The thing that gets me is that the quest for a universal ethics for all sentient beings seems misguided. Not harming or killing is fine. But this misses out so much.
Partly there are matters of ignorance. Like the fact that stabling does harm a horse (its digestive system relies on movement for peristalsis to be optimised). What we feed horses (rye grass and horse feeds) harm them (too much sugar, too little roughage). But that does not mean that captivity per se - or domestication per se - harms them. I do not think horses are harmed by the fact of being owned; they are harmed by how we manage them. And, often, by how we interact with them and probably by riding. As for dogs, they see us as their pack - horses do not (there is some difference I recently learned but I can't recall the word). Dogs are fine with being in our pack - so long as their interests are fulfilled. And that is harder and less certain. Being passed on to a new owner or an animal rescue place is harmful to a dog - but the dog can integrate into a new pack. What I am getting at is that while it is bad for a person to be owned, that in itself is not bad for a dog or a horse.

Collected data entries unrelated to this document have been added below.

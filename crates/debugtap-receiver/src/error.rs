//! Error types for debugtap-receiver.
//!
//! Receiver errors are never swallowed: acquisition failures are returned by
//! [`Receiver::start`](crate::Receiver::start), everything later terminates
//! the background loop and is returned by
//! [`Receiver::close`](crate::Receiver::close).

use std::io;

/// Result type alias for receiver operations.
pub type Result<T> = std::result::Result<T, ReceiverError>;

/// Receiver error taxonomy.
#[derive(Debug, thiserror::Error)]
pub enum ReceiverError {
    /// The shared segment or a named signal could not be created, opened or
    /// mapped.
    #[error("resource unavailable: {resource}: {source}")]
    ResourceUnavailable {
        /// Name of the OS object that could not be acquired.
        resource: String,
        /// Underlying OS error.
        #[source]
        source: io::Error,
    },

    /// A record in the segment has no terminator within bounds.
    #[error("malformed record: {0}")]
    MalformedRecord(String),

    /// Setting or waiting on a signal failed (a timeout is not a failure).
    #[error("signal failure during {operation}: {source}")]
    SignalFailure {
        /// The signal operation that failed.
        operation: &'static str,
        /// Underlying OS error.
        #[source]
        source: io::Error,
    },

    /// The consumer dropped the output channel.
    #[error("output channel closed by consumer")]
    OutputClosed,

    /// Invalid configuration.
    #[error("configuration error: {0}")]
    Config(String),

    /// The async runtime could not run the receiver loop.
    #[error("runtime error: {0}")]
    Runtime(String),
}

impl ReceiverError {
    /// Creates a resource unavailable error.
    #[must_use]
    pub fn resource_unavailable(resource: impl Into<String>, source: io::Error) -> Self {
        Self::ResourceUnavailable {
            resource: resource.into(),
            source,
        }
    }

    /// Creates a malformed record error.
    #[must_use]
    pub fn malformed(msg: impl Into<String>) -> Self {
        Self::MalformedRecord(msg.into())
    }

    /// Creates a signal failure error.
    #[must_use]
    pub const fn signal_failure(operation: &'static str, source: io::Error) -> Self {
        Self::SignalFailure { operation, source }
    }

    /// Creates a configuration error.
    #[must_use]
    pub fn config(msg: impl Into<String>) -> Self {
        Self::Config(msg.into())
    }
}

#[cfg(test)]
mod tests {
    use super::*;

    #[test]
    fn test_resource_unavailable_display() {
        let err = ReceiverError::resource_unavailable(
            "DBWIN_BUFFER",
            io::Error::new(io::ErrorKind::PermissionDenied, "access denied"),
        );
        let msg = err.to_string();
        assert!(msg.contains("resource unavailable"));
        assert!(msg.contains("DBWIN_BUFFER"));
    }

    #[test]
    fn test_malformed_display() {
        let err = ReceiverError::malformed("no terminator");
        assert!(err.to_string().contains("malformed record"));
    }

    #[test]
    fn test_signal_failure_display() {
        let err = ReceiverError::signal_failure("wait", io::Error::other("handle closed"));
        let msg = err.to_string();
        assert!(msg.contains("signal failure during wait"));
        assert!(msg.contains("handle closed"));
    }

    #[test]
    fn test_output_closed_display() {
        assert!(ReceiverError::OutputClosed.to_string().contains("output"));
    }

    #[test]
    fn test_config_error() {
        let err = ReceiverError::config("wait_timeout must be at least 1ms");
        assert!(err.to_string().contains("configuration error"));
    }

    #[test]
    fn test_error_source_chain() {
        use std::error::Error;

        let err = ReceiverError::signal_failure("set", io::Error::other("boom"));
        assert!(err.source().is_some());
    }
}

There is so much else that does matter, though, which falls by the wayside.
In this list of bugbears there's also the matter of animal relationships. For a herd of elephants, the loss of an older matriarch is worse than the loss of anyone else - because she is the one who has the knowledge that they need for survival There's evidence of this: a drought in Kenya in I think 2007 or 2008 - and the herds with older matriarchs did not lose members, while those with young matriarchs lost many many individuals. It's similar with orcas and I think sperm whales.
Individuals are not JUST individuals... they are also their roles in a society.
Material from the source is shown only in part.